Below are the records; collect from them each line containing the string "upper".

:::::

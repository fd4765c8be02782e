//! キー表現
//!
//! 端末イベントを内部のキー表現へ正規化し、`"C-x C-u"` 形式の文字列と相互変換する。

use crate::error::KeyParseError;
use crossterm::event::{KeyCode as CrosstermKeyCode, KeyEvent, KeyModifiers as CrosstermModifiers};
use std::fmt;
use std::str::FromStr;

/// キー入力の内部表現
#[derive(Debug, Clone, Copy, PartialEq, Eq, Hash, PartialOrd, Ord)]
pub struct Key {
    /// 修飾キー
    pub modifiers: KeyModifiers,
    /// 基本キー
    pub code: KeyCode,
}

/// 修飾キーの組み合わせ
#[derive(Debug, Clone, Copy, PartialEq, Eq, Hash, PartialOrd, Ord, Default)]
pub struct KeyModifiers {
    pub ctrl: bool,
    pub alt: bool,
    pub shift: bool,
}

impl KeyModifiers {
    pub const NONE: Self = Self { ctrl: false, alt: false, shift: false };
    pub const CTRL: Self = Self { ctrl: true, alt: false, shift: false };
    pub const ALT: Self = Self { ctrl: false, alt: true, shift: false };
    pub const CTRL_ALT: Self = Self { ctrl: true, alt: true, shift: false };

    pub fn is_empty(&self) -> bool {
        !self.ctrl && !self.alt && !self.shift
    }
}

/// 基本キーコード
#[derive(Debug, Clone, Copy, PartialEq, Eq, Hash, PartialOrd, Ord)]
pub enum KeyCode {
    Char(char),
    Enter,
    Backspace,
    Delete,
    Tab,
    BackTab,
    Up,
    Down,
    Left,
    Right,
    Home,
    End,
    PageUp,
    PageDown,
    Insert,
    F(u8),
    Esc,
    Unknown,
}

impl Key {
    /// 修飾キーを正規化して作成
    ///
    /// 文字キーのShiftは文字自体に含まれるため落とし、Ctrl付き英字は小文字に揃える。
    pub const fn new(code: KeyCode, modifiers: KeyModifiers) -> Self {
        match code {
            KeyCode::Char(c) => {
                let c = if modifiers.ctrl { c.to_ascii_lowercase() } else { c };
                Self {
                    modifiers: KeyModifiers { ctrl: modifiers.ctrl, alt: modifiers.alt, shift: false },
                    code: KeyCode::Char(c),
                }
            }
            _ => Self { modifiers, code },
        }
    }

    /// 修飾なしのキー
    pub const fn plain(code: KeyCode) -> Self {
        Self::new(code, KeyModifiers::NONE)
    }

    /// 修飾なしの文字キー
    pub const fn char(c: char) -> Self {
        Self::new(KeyCode::Char(c), KeyModifiers::NONE)
    }

    /// Ctrl+文字
    pub const fn ctrl(c: char) -> Self {
        Self::new(KeyCode::Char(c), KeyModifiers::CTRL)
    }

    /// Alt(Meta)+文字
    pub const fn alt(c: char) -> Self {
        Self::new(KeyCode::Char(c), KeyModifiers::ALT)
    }

    /// Alt(Meta)+任意のキー
    pub const fn alt_code(code: KeyCode) -> Self {
        Self::new(code, KeyModifiers::ALT)
    }

    /// Ctrl+Alt+文字
    pub const fn ctrl_alt(c: char) -> Self {
        Self::new(KeyCode::Char(c), KeyModifiers::CTRL_ALT)
    }

    /// 挿入可能な文字かどうかを判定
    pub fn is_insertable_char(&self) -> bool {
        match self.code {
            KeyCode::Char(c) => !self.modifiers.ctrl && !self.modifiers.alt && !c.is_control(),
            _ => false,
        }
    }

    /// 文字キーであれば修飾に関係なくその文字を返す
    pub fn to_char(&self) -> Option<char> {
        match self.code {
            KeyCode::Char(c) => Some(c),
            _ => None,
        }
    }

    /// 数字キー（修飾はMetaのみ許容）の値
    pub fn digit(&self) -> Option<u32> {
        if self.modifiers.ctrl {
            return None;
        }
        self.to_char().and_then(|c| c.to_digit(10))
    }

    /// quoted-insert で挿入される生の文字
    pub fn raw_char(&self) -> Option<char> {
        match self.code {
            KeyCode::Char(c) if self.modifiers.ctrl => {
                let upper = c.to_ascii_uppercase();
                if ('@'..='_').contains(&upper) {
                    char::from_u32(upper as u32 & 0x1f)
                } else {
                    Some(c)
                }
            }
            KeyCode::Char(c) => Some(c),
            KeyCode::Enter => Some('\r'),
            KeyCode::Tab => Some('\t'),
            KeyCode::Esc => Some('\x1b'),
            KeyCode::Backspace => Some('\x7f'),
            _ => None,
        }
    }
}

/// crossterm統合
impl From<KeyEvent> for Key {
    fn from(event: KeyEvent) -> Self {
        let modifiers = KeyModifiers {
            ctrl: event.modifiers.contains(CrosstermModifiers::CONTROL),
            alt: event.modifiers.contains(CrosstermModifiers::ALT),
            shift: event.modifiers.contains(CrosstermModifiers::SHIFT),
        };

        let code = match event.code {
            CrosstermKeyCode::Char(c) => KeyCode::Char(c),
            CrosstermKeyCode::Enter => KeyCode::Enter,
            CrosstermKeyCode::Backspace => KeyCode::Backspace,
            CrosstermKeyCode::Delete => KeyCode::Delete,
            CrosstermKeyCode::Tab => KeyCode::Tab,
            CrosstermKeyCode::BackTab => KeyCode::BackTab,
            CrosstermKeyCode::Up => KeyCode::Up,
            CrosstermKeyCode::Down => KeyCode::Down,
            CrosstermKeyCode::Left => KeyCode::Left,
            CrosstermKeyCode::Right => KeyCode::Right,
            CrosstermKeyCode::Home => KeyCode::Home,
            CrosstermKeyCode::End => KeyCode::End,
            CrosstermKeyCode::PageUp => KeyCode::PageUp,
            CrosstermKeyCode::PageDown => KeyCode::PageDown,
            CrosstermKeyCode::Insert => KeyCode::Insert,
            CrosstermKeyCode::F(n) => KeyCode::F(n),
            CrosstermKeyCode::Esc => KeyCode::Esc,
            _ => KeyCode::Unknown,
        };

        // BackTabはShift込みの表現なので修飾から外す
        let modifiers = if code == KeyCode::BackTab {
            KeyModifiers { shift: false, ..modifiers }
        } else {
            modifiers
        };
        Key::new(code, modifiers)
    }
}

impl fmt::Display for Key {
    fn fmt(&self, f: &mut fmt::Formatter<'_>) -> fmt::Result {
        if self.modifiers.ctrl {
            f.write_str("C-")?;
        }
        if self.modifiers.alt {
            f.write_str("M-")?;
        }
        if self.modifiers.shift {
            f.write_str("S-")?;
        }
        match self.code {
            KeyCode::Char(' ') => f.write_str("SPC"),
            KeyCode::Char(c) => write!(f, "{}", c),
            KeyCode::Enter => f.write_str("Enter"),
            KeyCode::Backspace => f.write_str("Backspace"),
            KeyCode::Delete => f.write_str("Delete"),
            KeyCode::Tab => f.write_str("Tab"),
            KeyCode::BackTab => f.write_str("BackTab"),
            KeyCode::Up => f.write_str("Up"),
            KeyCode::Down => f.write_str("Down"),
            KeyCode::Left => f.write_str("Left"),
            KeyCode::Right => f.write_str("Right"),
            KeyCode::Home => f.write_str("Home"),
            KeyCode::End => f.write_str("End"),
            KeyCode::PageUp => f.write_str("PageUp"),
            KeyCode::PageDown => f.write_str("PageDown"),
            KeyCode::Insert => f.write_str("Insert"),
            KeyCode::F(n) => write!(f, "F{}", n),
            KeyCode::Esc => f.write_str("Esc"),
            KeyCode::Unknown => f.write_str("Unknown"),
        }
    }
}

/// キーシーケンス（連続キー対応）
#[derive(Debug, Clone, PartialEq, Eq, Hash, Default)]
pub struct KeySequence {
    pub keys: Vec<Key>,
}

impl KeySequence {
    /// 単一キーからシーケンスを作成
    pub fn single(key: Key) -> Self {
        Self { keys: vec![key] }
    }

    /// 複数キーからシーケンスを作成
    pub fn multi(keys: Vec<Key>) -> Self {
        Self { keys }
    }

    /// 文字列の各文字を修飾なしキーとして並べる
    pub fn from_text(text: &str) -> Self {
        Self { keys: text.chars().map(Key::char).collect() }
    }

    pub fn as_slice(&self) -> &[Key] {
        &self.keys
    }

    pub fn len(&self) -> usize {
        self.keys.len()
    }

    pub fn is_empty(&self) -> bool {
        self.keys.is_empty()
    }

    /// 文字列表現からパース
    pub fn parse(s: &str) -> Result<Self, KeyParseError> {
        let parts: Vec<&str> = s.split_whitespace().collect();
        if parts.is_empty() {
            return Err(KeyParseError::EmptySequence);
        }

        let keys = parts
            .into_iter()
            .map(Self::parse_single_key)
            .collect::<Result<Vec<_>, _>>()?;
        Ok(Self { keys })
    }

    fn parse_single_key(s: &str) -> Result<Key, KeyParseError> {
        let mut modifiers = KeyModifiers::NONE;
        let mut remaining = s;

        // 修飾キーの解析（"C--" のように修飾の後ろの "-" はキー本体）
        while remaining.len() > 2 && remaining.as_bytes()[1] == b'-' {
            match &remaining[..2] {
                "C-" => modifiers.ctrl = true,
                "M-" => modifiers.alt = true,
                "S-" => modifiers.shift = true,
                other => {
                    if remaining.chars().count() > 2 {
                        return Err(KeyParseError::UnknownModifier(other.to_string()));
                    }
                    break;
                }
            }
            remaining = &remaining[2..];
        }

        let code = match remaining {
            "Enter" | "RET" => KeyCode::Enter,
            "Backspace" | "DEL" => KeyCode::Backspace,
            "Delete" => KeyCode::Delete,
            "Tab" | "TAB" => KeyCode::Tab,
            "BackTab" => KeyCode::BackTab,
            "Up" => KeyCode::Up,
            "Down" => KeyCode::Down,
            "Left" => KeyCode::Left,
            "Right" => KeyCode::Right,
            "Home" => KeyCode::Home,
            "End" => KeyCode::End,
            "PageUp" => KeyCode::PageUp,
            "PageDown" => KeyCode::PageDown,
            "Insert" => KeyCode::Insert,
            "Esc" | "ESC" => KeyCode::Esc,
            "SPC" | "Space" => KeyCode::Char(' '),
            _ => {
                let mut chars = remaining.chars();
                match (chars.next(), chars.next()) {
                    (Some(c), None) => KeyCode::Char(c),
                    _ => match remaining.strip_prefix('F').and_then(|n| n.parse::<u8>().ok()) {
                        Some(n) if (1..=24).contains(&n) => KeyCode::F(n),
                        _ => return Err(KeyParseError::UnknownKey(remaining.to_string())),
                    },
                }
            }
        };

        Ok(Key::new(code, modifiers))
    }
}

impl FromStr for KeySequence {
    type Err = KeyParseError;

    fn from_str(s: &str) -> Result<Self, Self::Err> {
        Self::parse(s)
    }
}

impl fmt::Display for KeySequence {
    fn fmt(&self, f: &mut fmt::Formatter<'_>) -> fmt::Result {
        for (i, key) in self.keys.iter().enumerate() {
            if i > 0 {
                f.write_str(" ")?;
            }
            write!(f, "{}", key)?;
        }
        Ok(())
    }
}

impl From<Key> for KeySequence {
    fn from(key: Key) -> Self {
        Self::single(key)
    }
}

:::::

Reply to the exercise —
                let upper = c.to_ascii_uppercase();
                if ('@'..='_').contains(&upper) {
                    char::from_u32(upper as u32 & 0x1f)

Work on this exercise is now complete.